## WHAT THIS TASK INVOLVES
Work out how many lines below hold the string "height" and state only that figure.

START DATASET RECORDS

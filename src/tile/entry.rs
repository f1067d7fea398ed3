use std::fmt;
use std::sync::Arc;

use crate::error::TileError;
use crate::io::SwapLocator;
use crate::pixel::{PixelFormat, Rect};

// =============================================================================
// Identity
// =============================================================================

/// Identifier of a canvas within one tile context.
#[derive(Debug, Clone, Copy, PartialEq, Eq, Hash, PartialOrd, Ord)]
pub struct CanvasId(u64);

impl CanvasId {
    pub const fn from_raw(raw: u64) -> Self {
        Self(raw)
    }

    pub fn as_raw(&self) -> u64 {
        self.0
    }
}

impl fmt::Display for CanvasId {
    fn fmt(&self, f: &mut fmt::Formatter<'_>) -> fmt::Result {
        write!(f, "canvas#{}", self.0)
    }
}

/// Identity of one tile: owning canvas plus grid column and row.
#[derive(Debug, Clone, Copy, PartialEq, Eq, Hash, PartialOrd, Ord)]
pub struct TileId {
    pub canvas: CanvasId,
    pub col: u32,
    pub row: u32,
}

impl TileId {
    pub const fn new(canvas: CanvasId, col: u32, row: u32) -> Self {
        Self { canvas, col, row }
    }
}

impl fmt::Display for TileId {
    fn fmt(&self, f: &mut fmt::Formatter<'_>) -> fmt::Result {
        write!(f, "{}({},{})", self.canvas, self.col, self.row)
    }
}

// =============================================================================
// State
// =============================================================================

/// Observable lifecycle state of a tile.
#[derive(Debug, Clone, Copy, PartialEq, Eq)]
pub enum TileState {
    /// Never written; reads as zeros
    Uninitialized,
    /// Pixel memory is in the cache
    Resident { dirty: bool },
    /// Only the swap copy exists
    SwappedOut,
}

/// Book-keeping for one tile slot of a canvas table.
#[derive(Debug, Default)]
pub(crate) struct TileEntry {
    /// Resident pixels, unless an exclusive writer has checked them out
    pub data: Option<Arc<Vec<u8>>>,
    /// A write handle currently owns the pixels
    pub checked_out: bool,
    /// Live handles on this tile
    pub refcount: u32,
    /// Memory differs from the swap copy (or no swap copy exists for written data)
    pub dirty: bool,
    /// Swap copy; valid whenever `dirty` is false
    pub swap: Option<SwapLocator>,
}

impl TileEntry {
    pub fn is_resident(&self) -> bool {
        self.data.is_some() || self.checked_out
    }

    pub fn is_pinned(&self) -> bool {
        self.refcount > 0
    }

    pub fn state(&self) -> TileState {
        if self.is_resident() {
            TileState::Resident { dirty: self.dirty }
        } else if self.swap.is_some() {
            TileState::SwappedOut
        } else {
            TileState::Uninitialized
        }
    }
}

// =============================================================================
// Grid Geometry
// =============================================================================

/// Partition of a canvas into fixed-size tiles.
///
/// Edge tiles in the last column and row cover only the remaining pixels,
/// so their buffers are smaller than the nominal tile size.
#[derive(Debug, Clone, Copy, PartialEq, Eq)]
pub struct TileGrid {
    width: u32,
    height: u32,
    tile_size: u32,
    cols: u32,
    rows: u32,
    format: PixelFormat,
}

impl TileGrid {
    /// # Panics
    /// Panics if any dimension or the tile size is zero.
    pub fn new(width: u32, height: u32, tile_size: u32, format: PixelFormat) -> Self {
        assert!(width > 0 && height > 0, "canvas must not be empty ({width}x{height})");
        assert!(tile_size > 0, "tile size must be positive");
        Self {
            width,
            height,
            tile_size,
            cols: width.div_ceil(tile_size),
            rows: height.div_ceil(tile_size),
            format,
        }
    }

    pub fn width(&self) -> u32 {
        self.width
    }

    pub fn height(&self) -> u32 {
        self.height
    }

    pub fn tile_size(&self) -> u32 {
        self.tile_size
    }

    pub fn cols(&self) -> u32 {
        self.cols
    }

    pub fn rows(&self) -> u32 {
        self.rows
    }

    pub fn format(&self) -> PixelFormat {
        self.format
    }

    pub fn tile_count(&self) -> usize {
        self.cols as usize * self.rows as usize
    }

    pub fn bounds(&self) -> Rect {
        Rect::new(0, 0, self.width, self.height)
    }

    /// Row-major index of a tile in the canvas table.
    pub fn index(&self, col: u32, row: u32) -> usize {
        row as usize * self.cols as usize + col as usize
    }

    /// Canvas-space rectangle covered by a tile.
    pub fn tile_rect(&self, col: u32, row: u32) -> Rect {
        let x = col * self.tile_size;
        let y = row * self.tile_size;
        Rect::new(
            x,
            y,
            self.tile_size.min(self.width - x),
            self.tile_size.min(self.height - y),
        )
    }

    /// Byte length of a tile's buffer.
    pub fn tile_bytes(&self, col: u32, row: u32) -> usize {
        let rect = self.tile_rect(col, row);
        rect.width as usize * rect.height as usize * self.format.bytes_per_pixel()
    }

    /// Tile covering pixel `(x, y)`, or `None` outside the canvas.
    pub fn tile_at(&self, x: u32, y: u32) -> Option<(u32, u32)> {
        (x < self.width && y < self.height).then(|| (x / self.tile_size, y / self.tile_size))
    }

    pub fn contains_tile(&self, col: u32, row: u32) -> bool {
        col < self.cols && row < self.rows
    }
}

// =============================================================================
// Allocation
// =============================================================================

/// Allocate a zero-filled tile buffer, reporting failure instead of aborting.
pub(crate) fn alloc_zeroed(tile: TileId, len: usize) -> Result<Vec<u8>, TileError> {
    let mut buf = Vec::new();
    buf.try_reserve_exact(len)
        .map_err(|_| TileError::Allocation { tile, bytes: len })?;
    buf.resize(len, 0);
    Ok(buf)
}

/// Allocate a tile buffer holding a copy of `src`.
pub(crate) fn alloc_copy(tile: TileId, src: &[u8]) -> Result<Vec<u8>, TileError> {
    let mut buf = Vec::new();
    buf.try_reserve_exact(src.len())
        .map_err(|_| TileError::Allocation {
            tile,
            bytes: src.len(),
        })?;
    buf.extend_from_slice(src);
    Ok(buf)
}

END DATASET RECORDS

## EXERCISE SOLUTION
11